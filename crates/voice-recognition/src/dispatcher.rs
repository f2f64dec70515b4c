use crate::{
    new_recognition_backend, BackendContext, BackendEvent, ProviderFactory, RecognitionBackend,
    Result, SessionSnapshot, UserUtterance, UtteranceOutbox, VoiceStatus,
};
use companion_context::{Clock, HomeContext, RecognitionMode, VoiceSettings};
use std::sync::Arc;
use std::time::Duration;
use tokio::sync::mpsc;

/// Delay before the microphone reopens after the character stops talking.
const RESTART_DELAY: Duration = Duration::from_millis(300);
/// How often continuous mode checks that the microphone is still open.
const KEEPALIVE_INTERVAL: Duration = Duration::from_secs(1);

type SpeechStopHook = Box<dyn Fn() + Send + Sync>;

/// Routes the listening facade to exactly one active back-end.
///
/// Switching mode stops a listening back-end before the replacement is built,
/// so two back-ends never hold the microphone at once.
pub struct VoiceRecognitionDispatcher {
    providers: Box<dyn ProviderFactory>,
    bctx: BackendContext,
    ctx: HomeContext,
    backend: Box<dyn RecognitionBackend>,
    continuous: bool,
    restart_at: Option<Duration>,
    next_keepalive_at: Duration,
    stop_speech: Option<SpeechStopHook>,
}

impl VoiceRecognitionDispatcher {
    pub fn new(
        settings: VoiceSettings,
        providers: Box<dyn ProviderFactory>,
        ctx: HomeContext,
        clock: Arc<dyn Clock>,
        utterances: mpsc::UnboundedSender<UserUtterance>,
    ) -> Result<Self> {
        let continuous = settings.continuous_mic_listening;
        let bctx = BackendContext {
            settings,
            clock,
            outbox: UtteranceOutbox::new(utterances, ctx.clone()),
        };
        let backend =
            new_recognition_backend(bctx.settings.recognition_mode, providers.as_ref(), &bctx)?;
        Ok(Self {
            providers,
            bctx,
            ctx,
            backend,
            continuous,
            restart_at: None,
            next_keepalive_at: Duration::ZERO,
            stop_speech: None,
        })
    }

    /// Hook that flushes queued character speech (TTS playback).
    pub fn set_speech_stop_hook<F>(&mut self, hook: F)
    where
        F: Fn() + Send + Sync + 'static,
    {
        self.stop_speech = Some(Box::new(hook));
    }

    pub fn mode(&self) -> RecognitionMode {
        self.backend.mode()
    }

    pub fn continuous_listening(&self) -> bool {
        self.continuous
    }

    pub fn snapshot(&self) -> SessionSnapshot {
        self.backend.snapshot()
    }

    pub fn status(&self) -> VoiceStatus {
        VoiceStatus {
            mode: self.mode(),
            continuous_listening: self.continuous,
            session: self.snapshot(),
        }
    }

    pub fn is_listening(&self) -> bool {
        self.backend.is_listening()
    }

    /// Open the microphone on the user's request. Counts as user activity so
    /// idle speech backs off before the user talks.
    pub async fn start_listening(&mut self) -> Result<()> {
        self.ctx.record_user_activity();
        self.open_microphone().await
    }

    pub async fn stop_listening(&mut self) -> Result<()> {
        self.restart_at = None;
        let res = self.backend.stop_listening().await;
        self.publish_listening();
        res
    }

    /// Close the session and complete captured input, e.g. before shutdown.
    pub async fn finish(&mut self) -> Result<()> {
        self.restart_at = None;
        let res = self.backend.finish().await;
        self.publish_listening();
        res
    }

    pub async fn toggle_listening(&mut self) -> Result<()> {
        if self.is_listening() {
            return self.stop_listening().await;
        }
        self.silence_character();
        self.backend.mark_push_to_talk();
        self.start_listening().await
    }

    pub fn handle_input_change(&mut self, text: &str) {
        self.backend.handle_input_change(text);
    }

    pub async fn handle_send_message(&mut self) -> Result<bool> {
        if self.snapshot().user_message.trim().is_empty() {
            return Ok(false);
        }
        self.silence_character();
        self.backend.handle_send_message().await
    }

    /// The user pressed stop while the character was talking.
    pub fn handle_stop_speaking(&mut self) {
        self.silence_character();
        self.schedule_restart();
    }

    /// The character finished an utterance.
    pub fn on_speak_completion(&mut self) {
        self.schedule_restart();
    }

    pub async fn set_continuous_listening(&mut self, enabled: bool) -> Result<()> {
        self.continuous = enabled;
        tracing::info!(enabled, "continuous listening");
        if enabled && !self.is_listening() && self.can_auto_listen() {
            self.start_listening().await?;
        }
        Ok(())
    }

    /// Switch to another back-end. A listening back-end is stopped exactly
    /// once, and a recording awaiting transcription is delivered, before the
    /// new one is created.
    pub async fn set_mode(&mut self, mode: RecognitionMode) -> Result<()> {
        if mode == self.mode() {
            return Ok(());
        }
        if let Err(e) = self.finish().await {
            tracing::warn!(mode = %self.mode(), error = %e, "finishing previous back-end failed");
        }
        let next = new_recognition_backend(mode, self.providers.as_ref(), &self.bctx)?;
        tracing::info!(from = %self.mode(), to = %mode, "recognition mode switched");
        self.backend = next;
        self.bctx.settings.recognition_mode = mode;
        Ok(())
    }

    /// Drive the active back-end and continuous-listening timers.
    pub async fn tick(&mut self) {
        match self.backend.tick().await {
            Ok(Some(BackendEvent::NoSpeechTimeout)) if self.continuous => {
                tracing::info!("no speech detected, continuous listening turned off");
                self.continuous = false;
            }
            Ok(_) => {}
            Err(e) => tracing::warn!(error = %e, "recognition tick failed"),
        }
        self.publish_listening();

        let now = self.bctx.clock.now();
        if self.restart_at.is_some_and(|at| now >= at) {
            self.restart_at = None;
            if !self.is_listening() && self.can_auto_listen() {
                tracing::info!("reopening microphone");
                if let Err(e) = self.open_microphone().await {
                    tracing::debug!(error = %e, "reopening microphone failed");
                }
            }
        }

        if self.continuous && self.mode() == RecognitionMode::Browser && now >= self.next_keepalive_at
        {
            self.next_keepalive_at = now + KEEPALIVE_INTERVAL;
            if !self.is_listening() && self.can_auto_listen() {
                tracing::debug!("continuous listening: microphone was off, restarting");
                if let Err(e) = self.open_microphone().await {
                    tracing::debug!(error = %e, "continuous listening restart failed");
                }
            }
        }
    }

    async fn open_microphone(&mut self) -> Result<()> {
        self.restart_at = None;
        let res = self.backend.start_listening().await;
        self.publish_listening();
        if let Err(e) = &res {
            tracing::warn!(mode = %self.mode(), error = %e, "could not start listening");
            if e.is_terminal() && self.continuous {
                self.continuous = false;
            }
        }
        res
    }

    fn publish_listening(&self) {
        self.ctx.set_listening(self.is_listening());
    }

    fn silence_character(&self) {
        self.ctx.set_speaking(false);
        if let Some(hook) = &self.stop_speech {
            hook();
        }
    }

    fn schedule_restart(&mut self) {
        let state = self.ctx.read();
        if self.continuous && self.mode() == RecognitionMode::Browser && !state.chat_processing() {
            self.restart_at = Some(self.bctx.clock.now() + RESTART_DELAY);
        }
    }

    fn can_auto_listen(&self) -> bool {
        let state = self.ctx.read();
        self.mode() == RecognitionMode::Browser && !state.is_speaking && !state.chat_processing()
    }
}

┄┄┄┄┄┄┄┄┄┄

**EXERCISE DESCRIPTION:** Your answer should be the data above, retyped in full and unaltered.

**SOLUTION TO THE EXERCISE:**
filename crates/voice-recognition/src/dispatcher.rs
repository f2f64dec70515b4c
use crate::{
    new_recognition_backend, BackendContext, BackendEvent, ProviderFactory, RecognitionBackend,
    Result, SessionSnapshot, UserUtterance, UtteranceOutbox, VoiceStatus,
};
use companion_context::{Clock, HomeContext, RecognitionMode, VoiceSettings};
use std::sync::Arc;
use std::time::Duration;
use tokio::sync::mpsc;

/// Delay before the microphone reopens after the character stops talking.
const RESTART_DELAY: Duration = Duration::from_millis(300);
/// How often continuous mode checks that the microphone is still open.
const KEEPALIVE_INTERVAL: Duration = Duration::from_secs(1);

type SpeechStopHook = Box<dyn Fn() + Send + Sync>;

/// Routes the listening facade to exactly one active back-end.
///
/// Switching mode stops a listening back-end before the replacement is built,
/// so two back-ends never hold the microphone at once.
pub struct VoiceRecognitionDispatcher {
    providers: Box<dyn ProviderFactory>,
    bctx: BackendContext,
    ctx: HomeContext,
    backend: Box<dyn RecognitionBackend>,
    continuous: bool,
    restart_at: Option<Duration>,
    next_keepalive_at: Duration,
    stop_speech: Option<SpeechStopHook>,
}

impl VoiceRecognitionDispatcher {
    pub fn new(
        settings: VoiceSettings,
        providers: Box<dyn ProviderFactory>,
        ctx: HomeContext,
        clock: Arc<dyn Clock>,
        utterances: mpsc::UnboundedSender<UserUtterance>,
    ) -> Result<Self> {
        let continuous = settings.continuous_mic_listening;
        let bctx = BackendContext {
            settings,
            clock,
            outbox: UtteranceOutbox::new(utterances, ctx.clone()),
        };
        let backend =
            new_recognition_backend(bctx.settings.recognition_mode, providers.as_ref(), &bctx)?;
        Ok(Self {
            providers,
            bctx,
            ctx,
            backend,
            continuous,
            restart_at: None,
            next_keepalive_at: Duration::ZERO,
            stop_speech: None,
        })
    }

    /// Hook that flushes queued character speech (TTS playback).
    pub fn set_speech_stop_hook<F>(&mut self, hook: F)
    where
        F: Fn() + Send + Sync + 'static,
    {
        self.stop_speech = Some(Box::new(hook));
    }

    pub fn mode(&self) -> RecognitionMode {
        self.backend.mode()
    }

    pub fn continuous_listening(&self) -> bool {
        self.continuous
    }

    pub fn snapshot(&self) -> SessionSnapshot {
        self.backend.snapshot()
    }

    pub fn status(&self) -> VoiceStatus {
        VoiceStatus {
            mode: self.mode(),
            continuous_listening: self.continuous,
            session: self.snapshot(),
        }
    }

    pub fn is_listening(&self) -> bool {
        self.backend.is_listening()
    }

    /// Open the microphone on the user's request. Counts as user activity so
    /// idle speech backs off before the user talks.
    pub async fn start_listening(&mut self) -> Result<()> {
        self.ctx.record_user_activity();
        self.open_microphone().await
    }

    pub async fn stop_listening(&mut self) -> Result<()> {
        self.restart_at = None;
        let res = self.backend.stop_listening().await;
        self.publish_listening();
        res
    }

    /// Close the session and complete captured input, e.g. before shutdown.
    pub async fn finish(&mut self) -> Result<()> {
        self.restart_at = None;
        let res = self.backend.finish().await;
        self.publish_listening();
        res
    }

    pub async fn toggle_listening(&mut self) -> Result<()> {
        if self.is_listening() {
            return self.stop_listening().await;
        }
        self.silence_character();
        self.backend.mark_push_to_talk();
        self.start_listening().await
    }

    pub fn handle_input_change(&mut self, text: &str) {
        self.backend.handle_input_change(text);
    }

    pub async fn handle_send_message(&mut self) -> Result<bool> {
        if self.snapshot().user_message.trim().is_empty() {
            return Ok(false);
        }
        self.silence_character();
        self.backend.handle_send_message().await
    }

    /// The user pressed stop while the character was talking.
    pub fn handle_stop_speaking(&mut self) {
        self.silence_character();
        self.schedule_restart();
    }

    /// The character finished an utterance.
    pub fn on_speak_completion(&mut self) {
        self.schedule_restart();
    }

    pub async fn set_continuous_listening(&mut self, enabled: bool) -> Result<()> {
        self.continuous = enabled;
        tracing::info!(enabled, "continuous listening");
        if enabled && !self.is_listening() && self.can_auto_listen() {
            self.start_listening().await?;
        }
        Ok(())
    }

    /// Switch to another back-end. A listening back-end is stopped exactly
    /// once, and a recording awaiting transcription is delivered, before the
    /// new one is created.
    pub async fn set_mode(&mut self, mode: RecognitionMode) -> Result<()> {
        if mode == self.mode() {
            return Ok(());
        }
        if let Err(e) = self.finish().await {
            tracing::warn!(mode = %self.mode(), error = %e, "finishing previous back-end failed");
        }
        let next = new_recognition_backend(mode, self.providers.as_ref(), &self.bctx)?;
        tracing::info!(from = %self.mode(), to = %mode, "recognition mode switched");
        self.backend = next;
        self.bctx.settings.recognition_mode = mode;
        Ok(())
    }

    /// Drive the active back-end and continuous-listening timers.
    pub async fn tick(&mut self) {
        match self.backend.tick().await {
            Ok(Some(BackendEvent::NoSpeechTimeout)) if self.continuous => {
                tracing::info!("no speech detected, continuous listening turned off");
                self.continuous = false;
            }
            Ok(_) => {}
            Err(e) => tracing::warn!(error = %e, "recognition tick failed"),
        }
        self.publish_listening();

        let now = self.bctx.clock.now();
        if self.restart_at.is_some_and(|at| now >= at) {
            self.restart_at = None;
            if !self.is_listening() && self.can_auto_listen() {
                tracing::info!("reopening microphone");
                if let Err(e) = self.open_microphone().await {
                    tracing::debug!(error = %e, "reopening microphone failed");
                }
            }
        }

        if self.continuous && self.mode() == RecognitionMode::Browser && now >= self.next_keepalive_at
        {
            self.next_keepalive_at = now + KEEPALIVE_INTERVAL;
            if !self.is_listening() && self.can_auto_listen() {
                tracing::debug!("continuous listening: microphone was off, restarting");
                if let Err(e) = self.open_microphone().await {
                    tracing::debug!(error = %e, "continuous listening restart failed");
                }
            }
        }
    }

    async fn open_microphone(&mut self) -> Result<()> {
        self.restart_at = None;
        let res = self.backend.start_listening().await;
        self.publish_listening();
        if let Err(e) = &res {
            tracing::warn!(mode = %self.mode(), error = %e, "could not start listening");
            if e.is_terminal() && self.continuous {
                self.continuous = false;
            }
        }
        res
    }

    fn publish_listening(&self) {
        self.ctx.set_listening(self.is_listening());
    }

    fn silence_character(&self) {
        self.ctx.set_speaking(false);
        if let Some(hook) = &self.stop_speech {
            hook();
        }
    }

    fn schedule_restart(&mut self) {
        let state = self.ctx.read();
        if self.continuous && self.mode() == RecognitionMode::Browser && !state.chat_processing() {
            self.restart_at = Some(self.bctx.clock.now() + RESTART_DELAY);
        }
    }

    fn can_auto_listen(&self) -> bool {
        let state = self.ctx.read();
        self.mode() == RecognitionMode::Browser && !state.is_speaking && !state.chat_processing()
    }
}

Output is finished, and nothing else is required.